Rick Holland, Chief Information Security Officer, Vice President Strategy at Digital Shadows, a San Francisco-based provider of digital risk protection solutions, says that, "In the early days of COVID-19, we saw actors stating that they wouldn't target healthcare, so at least some criminal element is publicly against these sorts of attacks. Opportunistic ransomware actors who cast a wide net may not realize that many university systems have significant healthcare components that conduct research and treat patients. Law enforcement agencies are already highly focused on ransomware operators. Still, any attacks that result in the loss of life will only increase the criminals' risk of indictments and arrests. It will be interesting to see how targeting evolves in the future due to this tragic event, but I wouldn't place bets on all criminals avoiding healthcare institutions. There is no honor among thieves.”
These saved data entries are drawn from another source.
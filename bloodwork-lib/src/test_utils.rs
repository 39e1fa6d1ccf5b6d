//! Test fixtures shared between unit and integration tests.

use crate::config::Config;
use crate::dataset::{Column, Dataset};

/// Configuration used throughout the tests.
pub fn sample_config() -> Config {
    Config {
        model_name: "bert-base-uncased".to_string(),
        batch_size: 32,
        learning_rate: 2e-5,
        telegram_token: None,
        fatsecret_key: None,
    }
}

/// Small panel with in-range hemoglobin and glucose readings.
pub fn sample_blood_panel() -> Dataset {
    Dataset::builder()
        .column(int_column("id", &[1, 2, 3]))
        .column(float_column("hemoglobin", &[14.2, 13.9, 16.1]))
        .column(float_column("glucose", &[88.0, 95.5, 72.4]))
        .column(text_column("category", &["A", "B", "C"]))
        .build()
        .unwrap()
}

/// Integer column with no missing values.
pub fn int_column(name: &str, values: &[i64]) -> Column {
    Column::ints(name, values.iter().map(|v| Some(*v)).collect())
}

/// Float column with no missing values.
pub fn float_column(name: &str, values: &[f64]) -> Column {
    Column::floats(name, values.iter().map(|v| Some(*v)).collect())
}

/// Text column with no missing values.
pub fn text_column(name: &str, values: &[&str]) -> Column {
    Column::texts(name, values.iter().map(|v| Some(v.to_string())).collect())
}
Mark Kedgley, CTO at New Net Technologies (NNT), a Naples, Florida-based provider of IT security and compliance software, warns this incident won’t be the last time that cybersecurity has such a direct impact on human lives. "As the indiscriminate distribution of ransomware hits more IT systems and operational technology underpinning critical infrastructure, like hospitals, energy, and rail and traffic management, we will all be affected more by hacker-instigated disruption," Kedgley says. "As with WannaCry, it seems likely that the vulnerability exploited here was months old, so in theory there was time to mitigate the threat in theory, but it illustrates the importance of running vulnerability scans and acting on findings at least every 30 days if not more frequently. This becomes more difficult in a 24/7 operation like a hospital or power station, where resolving the conflict between the demand for continuous uptime, and maintaining cybersecurity, gets really tough.”